Rating agency AM Best has maintained its negative view of UK non-life insurance, blaming a mix of macro factors, but also the continued hard market for reinsurance pricing

Decline

Inflation, competitiveness and economic pressures lead the roster of reasons why AM Best has opted to keep its negative outlook on the UK’s non-life insurance sector.

The credit rating agency said underwriting performance challenges were driven by inflationary pressures.

Insurers’ rate-setting power is constrained by pressure on household incomes and the highly competitive personal lines market, AM Best emphasised.

Furthermore, economic pressures are affecting demand and increasing the likelihood of fraudulent claims weighing on insurers’ results.

There is also the higher cost and more limited availability of reinsurance protection to consider, AM Best emphasised, and increased volatility for property lines from weather-related exposures.

“In addition to a rise in claims costs, the higher cost of reinsurance protection is likely to squeeze underwriting margins.

At January reinsurance renewals, AM Best observed a continuation of the significant hardening of reinsurance rates seen in 2022.

“Given the highly competitive market environment, as well as the inflationary pressures that are affecting insurance-buying decisions, it is unlikely that UK insurers will be able to pass on the elevated cost of reinsurance to their customers, particularly to retail clients,” said the rating agency.

“Companies may be left with two choices: to either reduce the level of reinsurance cover purchased and retain more risk; or, to absorb the increased cost of reinsurance, which would further erode the already pressured underwriting margins reported by the sector,” AM Best added.

Moderating factors

Positive pricing momentum in commercial lines provides a boost, the rating agency highlighted.

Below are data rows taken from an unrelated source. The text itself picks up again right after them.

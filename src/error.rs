//! Error types for pieceweave.

use std::fmt;

/// Result type alias for pieceweave operations.
pub type Result<T> = std::result::Result<T, Error>;

/// Error type for buffer operations.
///
/// Every variant is raised before any mutation takes place, so a failed call
/// never leaves a partially edited document behind.
#[derive(Clone, Debug, PartialEq, Eq)]
pub enum Error {
    /// An external (user-visible) position lies past the end of the text.
    PositionOutOfBounds { position: usize, len: usize },
    /// A range whose start lies after its end, or whose end is out of bounds.
    InvalidRange { start: usize, end: usize, len: usize },
    /// An internal offset outside `0..=len` of a unit buffer.
    InvalidOffset { offset: usize, len: usize },
    /// A [`Document`](crate::Document) whose decoration models cannot seed a table.
    InvalidDocument(String),
}

impl Error {
    /// Whether this error rejects a caller-supplied argument.
    ///
    /// All public editing entry points fail this way; it corresponds to the
    /// "invalid argument" class of the editing API.
    #[must_use]
    pub const fn is_invalid_argument(&self) -> bool {
        matches!(
            self,
            Self::PositionOutOfBounds { .. } | Self::InvalidRange { .. }
        )
    }
}

impl fmt::Display for Error {
    fn fmt(&self, f: &mut fmt::Formatter<'_>) -> fmt::Result {
        match self {
            Self::PositionOutOfBounds { position, len } => {
                write!(f, "position {position} out of bounds for text of length {len}")
            }
            Self::InvalidRange { start, end, len } => {
                write!(
                    f,
                    "invalid range {start}..{end} for text of length {len}"
                )
            }
            Self::InvalidOffset { offset, len } => {
                write!(f, "internal offset {offset} out of bounds for buffer of length {len}")
            }
            Self::InvalidDocument(reason) => write!(f, "invalid document: {reason}"),
        }
    }
}

impl std::error::Error for Error {}

#[cfg(test)]
mod tests {
    use super::*;

    #[test]
    fn test_error_display() {
        let err = Error::PositionOutOfBounds {
            position: 12,
            len: 9,
        };
        assert!(err.to_string().contains("position 12"));

        let err = Error::InvalidRange {
            start: 5,
            end: 2,
            len: 9,
        };
        assert!(err.to_string().contains("5..2"));

        let err = Error::InvalidDocument("overlapping models".to_string());
        assert!(err.to_string().contains("overlapping models"));
    }

    #[test]
    fn test_invalid_argument_class() {
        assert!(
            Error::PositionOutOfBounds {
                position: 1,
                len: 0
            }
            .is_invalid_argument()
        );
        assert!(!Error::InvalidOffset { offset: 3, len: 1 }.is_invalid_argument());
    }
}
//! Trait and types for interacting with a GTFS feed catalog.

use std::path::{Path, PathBuf};

use chrono::{DateTime, Utc};
use databus::error::Result;
use databus::filter::BoundingBox;
use serde::{Deserialize, Serialize};

fn default_status() -> String {
    "active".to_string()
}

/// Metadata for a single GTFS feed from the catalog.
#[derive(Debug, Clone, PartialEq, Serialize, Deserialize)]
pub struct CatalogFeed {
    pub id: String,
    pub name: String,
    pub description: Option<String>,
    pub country_code: String,
    pub region: Option<String>,
    pub city: Option<String>,
    pub operator: Option<String>,
    pub url: Option<String>,
    pub download_url: Option<String>,
    pub last_updated: Option<DateTime<Utc>>,
    /// Size in bytes.
    pub file_size: Option<u64>,
    pub version: Option<String>,
    #[serde(default = "default_status")]
    pub status: String,
}

#[derive(Debug, Clone, PartialEq, Serialize, Deserialize)]
pub struct Agency {
    pub agency_id: Option<String>,
    pub agency_name: String,
    pub agency_url: String,
    pub agency_timezone: String,
    pub agency_lang: Option<String>,
    pub agency_phone: Option<String>,
    pub agency_fare_url: Option<String>,
    pub agency_email: Option<String>,
}

#[derive(Debug, Clone, PartialEq, Serialize, Deserialize)]
pub struct Route {
    pub route_id: String,
    pub agency_id: Option<String>,
    pub route_short_name: Option<String>,
    pub route_long_name: Option<String>,
    pub route_desc: Option<String>,
    pub route_type: i32,
    pub route_url: Option<String>,
    pub route_color: Option<String>,
    pub route_text_color: Option<String>,
    pub route_sort_order: Option<i32>,
}

#[derive(Debug, Clone, PartialEq, Serialize, Deserialize)]
pub struct Stop {
    pub stop_id: String,
    pub stop_code: Option<String>,
    pub stop_name: String,
    pub stop_desc: Option<String>,
    pub stop_lat: f64,
    pub stop_lon: f64,
    pub zone_id: Option<String>,
    pub stop_url: Option<String>,
    pub location_type: Option<i32>,
    pub parent_station: Option<String>,
    pub stop_timezone: Option<String>,
    pub wheelchair_boarding: Option<i32>,
    pub platform_code: Option<String>,
}

#[derive(Debug, Clone, PartialEq, Serialize, Deserialize)]
pub struct Trip {
    pub route_id: String,
    pub service_id: String,
    pub trip_id: String,
    pub trip_headsign: Option<String>,
    pub trip_short_name: Option<String>,
    pub direction_id: Option<i32>,
    pub block_id: Option<String>,
    pub shape_id: Option<String>,
    pub wheelchair_accessible: Option<i32>,
    pub bikes_allowed: Option<i32>,
}

/// Abstraction over a feed catalog provider.
#[async_trait::async_trait]
pub trait CatalogApi {
    /// Returns the available feeds, optionally for one country code (e.g. `CR`).
    async fn list_feeds(&self, country: Option<&str>) -> Result<Vec<CatalogFeed>>;

    async fn get_feed(&self, feed_id: &str) -> Result<CatalogFeed>;

    async fn get_agencies(&self, feed_id: &str) -> Result<Vec<Agency>>;

    async fn get_routes(
        &self,
        feed_id: &str,
        agency_id: Option<&str>,
        route_type: Option<i32>,
    ) -> Result<Vec<Route>>;

    async fn get_stops(
        &self,
        feed_id: &str,
        bbox: Option<BoundingBox>,
        route_id: Option<&str>,
    ) -> Result<Vec<Stop>>;

    async fn get_trips(
        &self,
        feed_id: &str,
        route_id: Option<&str>,
        service_id: Option<&str>,
    ) -> Result<Vec<Trip>>;

    /// Saves the feed archive to `output_path` and returns that path.
    async fn download_feed(&self, feed_id: &str, output_path: &Path) -> Result<PathBuf>;
}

“Although commercial lines insurers are expected also to be affected by prolonged economic pressures, rates for commercial business continue to show good upward momentum, indicating that the market has been more successful in passing on increased costs to policyholders,” the report said.

“In comparison to the retail market, the UK commercial segment suffers to a lesser extent from fierce price competition, with the quality of service and existing relationships playing a greater role in customers’ decision-making process.”

Rising interest rates, combined with the short average duration of the market’s investments, present a nuanced picture leading to some benefits.

This presents insurers with an opportunity to reinvest at more attractive yields as their generally short-term portfolios can reposition, AM Best suggested.

There will also be some positive impact on claims from UK legislative reforms, likely to increase over time, AM Best added.

On 1 January 2022, new pricing rules from the Financial Conduct Authority for retail motor and home insurance came into effect. The rules dictate insurers charge a new customer the same price as an equivalent renewing customer for the same policy.

“AM Best expects the impact of the rules on earnings to be limited if companies can increase new business sufficiently to absorb lost rate increases on renewals.

“However, the frequency of customers shifting between insurers is expected to decrease as prices on new business and renewals converge, which may reduce priced-based competition,” said the report.

“The impact of the pricing reforms is likely to take some time to materialise and is difficult to isolate from other drivers of price movements,” AM Best added.